Beberapa minggu lagi, kami akan bertemu buah hati kami.
“Mau rayain dengan es krim?” Timothy melirikku dari kursi pengemudi.
“Kupikir kamu nggak bakal nawarin.”
Dia tersenyum dan belok menuju kedai es krim favorit kami. Tempat kecil milik keluarga, nggak pernah ramai, dan punya cone wafel paling lembut di dunia.
“Masih nggak percaya Tara nyoba bikin trimester ketigamu jadi shift Uber, Gabby,” katanya saat menyetir.
“Dia bener-bener merasa udah ngasih kehormatan,” aku tertawa. “Maksudku… aku ditawari peran sebagai ‘sopir sadar’ untuk sekelompok orang mabuk.
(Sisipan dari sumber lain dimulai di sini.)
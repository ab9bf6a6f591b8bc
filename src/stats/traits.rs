// traits.rs - Statistic trait definition

use crate::data::Alignment;
use crate::error::Result;
use crate::output::{self, OutputOptions};
use crate::stats::scores::ColumnScores;

/// A per-column alignment statistic.
///
/// Implementations fill their score state in `compute` and render it
/// through the shared output contract in `print`. Custom statistics plug
/// into the registry as trait objects; they decide how scores are
/// computed, never how they are written.
pub trait Statistic {
    /// Registry key for this statistic.
    fn name(&self) -> &str;

    /// One-line description shown by the statistic listing.
    fn description(&self) -> &str;

    /// Fill per-column scores from the alignment. Implementations reset
    /// any prior state on entry, so repeated calls give the same result.
    fn compute(&mut self, alignment: &Alignment) -> Result<()>;

    /// Scores retained from the last `compute` call.
    fn scores(&self) -> &ColumnScores;

    /// Write the retained scores to the configured destination: the global
    /// mean as a single line, or one line per column.
    fn print(&self, options: &OutputOptions) -> Result<()> {
        output::write_scores(&options.output, self.scores(), options.global)
    }
}

#[cfg(test)]
mod tests {
    use super::*;

    struct ConstantStatistic {
        scores: ColumnScores,
    }

    impl Statistic for ConstantStatistic {
        fn name(&self) -> &str {
            "constant"
        }

        fn description(&self) -> &str {
            "same value for every column"
        }

        fn compute(&mut self, alignment: &Alignment) -> Result<()> {
            self.scores.clear();
            for _ in 0..alignment.num_columns() {
                self.scores.push(0.25);
            }
            Ok(())
        }

        fn scores(&self) -> &ColumnScores {
            &self.scores
        }
    }

    #[test]
    fn test_default_print_uses_shared_writer() {
        let aln = Alignment::new(
            vec!["a".to_string(), "b".to_string()],
            vec![b"AC".to_vec(), b"AG".to_vec()],
        )
        .unwrap();
        let mut statistic = ConstantStatistic {
            scores: ColumnScores::new(),
        };
        statistic.compute(&aln).unwrap();

        let dir = tempfile::TempDir::new().unwrap();
        let path = dir.path().join("out.txt");
        let options = OutputOptions::new(&path, false);
        statistic.print(&options).unwrap();
        assert_eq!(std::fs::read_to_string(&path).unwrap(), "0.25\n0.25\n");

        let options = OutputOptions::new(&path, true);
        statistic.print(&options).unwrap();
        assert_eq!(std::fs::read_to_string(&path).unwrap(), "0.25\n");
    }
}
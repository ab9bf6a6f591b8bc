// main.rs - CLI entry point

use std::time::Instant;

use log::{debug, info, LevelFilter};
use simplelog::{ColorChoice, TermLogger, TerminalMode};

use alnstat::cli::Config;
use alnstat::prelude::*;

fn main() {
    if let Err(e) = run_main() {
        eprintln!("❌ ERROR: {}", e);
        std::process::exit(1);
    }
}

fn run_main() -> Result<()> {
    let mut args: Args = argh::from_env();

    // Handle generate config first
    if args.generate_config {
        let sample_config = Config::generate_sample();
        println!("{}", sample_config);
        println!("\n💡 Save this content to a .toml file and use --config /path/to/config.toml");
        return Ok(());
    }

    // Load configuration file if specified
    let config_path = args.config.clone();
    if let Some(path) = &config_path {
        args = args.with_config_file(path)?;
    }

    // Logging is initialized after the config merge so `verbose = true` in
    // the config file is honored.
    init_logging(args.verbose);
    if let Some(path) = &config_path {
        debug!("configuration loaded from {}", path);
    }

    let registry = StatisticRegistry::new();

    if args.list_statistics {
        for (name, description) in registry.list() {
            println!("{}: {}", name, description);
        }
        return Ok(());
    }

    if !registry.contains(&args.statistic) {
        eprintln!("Available statistics:");
        for (name, description) in registry.list() {
            eprintln!("  - {}: {}", name, description);
        }
        return Err(Error::UnknownStatistic(args.statistic.clone()));
    }

    // Validate all arguments
    let validation = validate_args(&args, &registry)?;

    let total_start = Instant::now();

    let mut alignment = load_alignment(&validation.alignment)?;
    alignment.retain_sequences(
        validation.include_regex.as_ref(),
        validation.exclude_regex.as_ref(),
    )?;
    info!(
        "alignment: {} sequences x {} columns, {} distinct symbols",
        alignment.num_sequences(),
        alignment.num_columns(),
        alignment.alphabet().len()
    );

    if args.dry_run {
        info!("dry run completed, no scores computed");
        return Ok(());
    }

    let output = validation
        .output
        .ok_or_else(|| Error::Config("--output is required".to_string()))?;

    let mut statistic = registry.create(&args.statistic)?;
    info!("computing statistic '{}'", statistic.name());
    statistic.compute(&alignment)?;

    let options = OutputOptions::new(&output, args.global);
    statistic.print(&options)?;

    if args.global {
        info!("wrote global mean to {}", output.display());
    } else {
        info!(
            "wrote {} column scores to {}",
            statistic.scores().len(),
            output.display()
        );
    }

    let total_elapsed = total_start.elapsed();
    info!("total execution time: {:.2}s", total_elapsed.as_secs_f64());

    Ok(())
}

fn init_logging(verbose: bool) {
    let level = if verbose {
        LevelFilter::Debug
    } else {
        LevelFilter::Info
    };
    TermLogger::init(
        level,
        Default::default(),
        TerminalMode::Mixed,
        ColorChoice::Auto,
    )
    .expect("Failed to initialize logger");
}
Di kaki yang bengkak. Tengah malam.”
“Lain kali kalau kakakmu minta bantuan,” dia menggeleng, “bilang aja kita lagi sibuk dengan jadwal tidur siang dan menyusui.”
Begitu kami sampai di kedai es krim, dia membantuku turun dari mobil seolah aku terbuat dari kaca. Kami pesan dua scoop — mint chip untuknya, strawberry cheesecake untukku — dan duduk di bangku teduh di dekat situ.
“Ini sempurna,” aku menghela napas sambil menyendok gigitan pertama.
“Kamu oke?” tanya Timothy, menatapku lembut.
“Sepertinya.”
“Kita sudah ambil keputusan yang tepat,” katanya sambil menyandarkan kepala ke pundakku.
“Aku tahu.”
“Dan dia bakal move on,” katanya.
“Atau nggak, Tim. Tapi nggak apa-apa juga, kan? Semua orang harus dewasa suatu saat.”
“Kamu nggak kelihatan terlalu sedih, ya?” dia tersenyum.
Aku ikut tersenyum — senyum yang datang dari kelegaan yang dalam.
“Untuk pertama kalinya setelah sekian lama, aku nggak. Aku bener-bener merasa baik… dan senang semuanya terjadi sebelum bayinya lahir. Nggak ada ruang untuk orang egois setelah si kecil datang.”
Nggak ada yang pernah kasih tahu rasanya membuat batasan di awal. Nggak terasa kuat atau membebaskan… setidaknya tidak langsung. Seringkali rasanya seperti rasa bersalah. Seperti kamu mengkhianati seseorang yang selama ini meyakinkanmu bahwa cinta itu berarti berkorban.
Tapi akhirnya, batasan itu terasa seperti udara. Seperti bernapas lagi setelah terlalu lama menahan napas.
Aku sadar, aku sudah selesai berputar di sekitar seseorang yang nggak pernah bertanya apakah aku ingin ikut di orbitnya.
Dan bayi ini? Dia pantas mendapatkan yang lebih baik. Si kacang kecil ini pantas dapat ibu yang tahu bedanya antara mencintai orang lain dan kehilangan dirinya sendiri.
Tara bisa terus dengan dramanya dan kebutuhan untuk mengontrol segalanya. Aku dan suamiku punya gelar baru menanti kami: Mama dan Papa.